Among the entries below, find every line that has "CreatedAt" and pull it out.

Stored items
* * *
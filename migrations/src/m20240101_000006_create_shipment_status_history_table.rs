use sea_orm_migration::prelude::*;

#[derive(DeriveMigrationName)]
pub struct Migration;

#[async_trait::async_trait]
impl MigrationTrait for Migration {
    async fn up(&self, manager: &SchemaManager) -> Result<(), DbErr> {
        manager
            .create_table(
                Table::create()
                    .table(ShipmentStatusHistory::Table)
                    .if_not_exists()
                    .col(
                        ColumnDef::new(ShipmentStatusHistory::Id)
                            .uuid()
                            .not_null()
                            .primary_key(),
                    )
                    .col(
                        ColumnDef::new(ShipmentStatusHistory::ShipmentId)
                            .uuid()
                            .not_null(),
                    )
                    .col(
                        ColumnDef::new(ShipmentStatusHistory::Status)
                            .string_len(50)
                            .not_null(),
                    )
                    .col(ColumnDef::new(ShipmentStatusHistory::Location).string_len(255))
                    .col(
                        ColumnDef::new(ShipmentStatusHistory::Timestamp)
                            .timestamp_with_time_zone()
                            .not_null(),
                    )
                    .col(ColumnDef::new(ShipmentStatusHistory::Description).text())
                    .col(
                        ColumnDef::new(ShipmentStatusHistory::UpdateSource)
                            .string_len(20)
                            .not_null()
                            .default("Manual"),
                    )
                    .col(ColumnDef::new(ShipmentStatusHistory::UpdatedBy).string_len(255))
                    .col(
                        ColumnDef::new(ShipmentStatusHistory::CreatedAt)
                            .timestamp_with_time_zone()
                            .not_null(),
                    )
                    .foreign_key(
                        ForeignKey::create()
                            .name("fk_shipment_status_history_shipment")
                            .from(
                                ShipmentStatusHistory::Table,
                                ShipmentStatusHistory::ShipmentId,
                            )
                            .to(Shipments::Table, Shipments::Id)
                            .on_delete(ForeignKeyAction::Cascade),
                    )
                    .to_owned(),
            )
            .await
    }

    async fn down(&self, manager: &SchemaManager) -> Result<(), DbErr> {
        manager
            .drop_table(
                Table::drop()
                    .table(ShipmentStatusHistory::Table)
                    .to_owned(),
            )
            .await
    }
}

#[derive(DeriveIden)]
enum ShipmentStatusHistory {
    Table,
    Id,
    ShipmentId,
    Status,
    Location,
    Timestamp,
    Description,
    UpdateSource,
    UpdatedBy,
    CreatedAt,
}

#[derive(DeriveIden)]
enum Shipments {
    Table,
    Id,
}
* * *
§ TASK SOLUTION:
                        ColumnDef::new(ShipmentStatusHistory::CreatedAt)
    CreatedAt,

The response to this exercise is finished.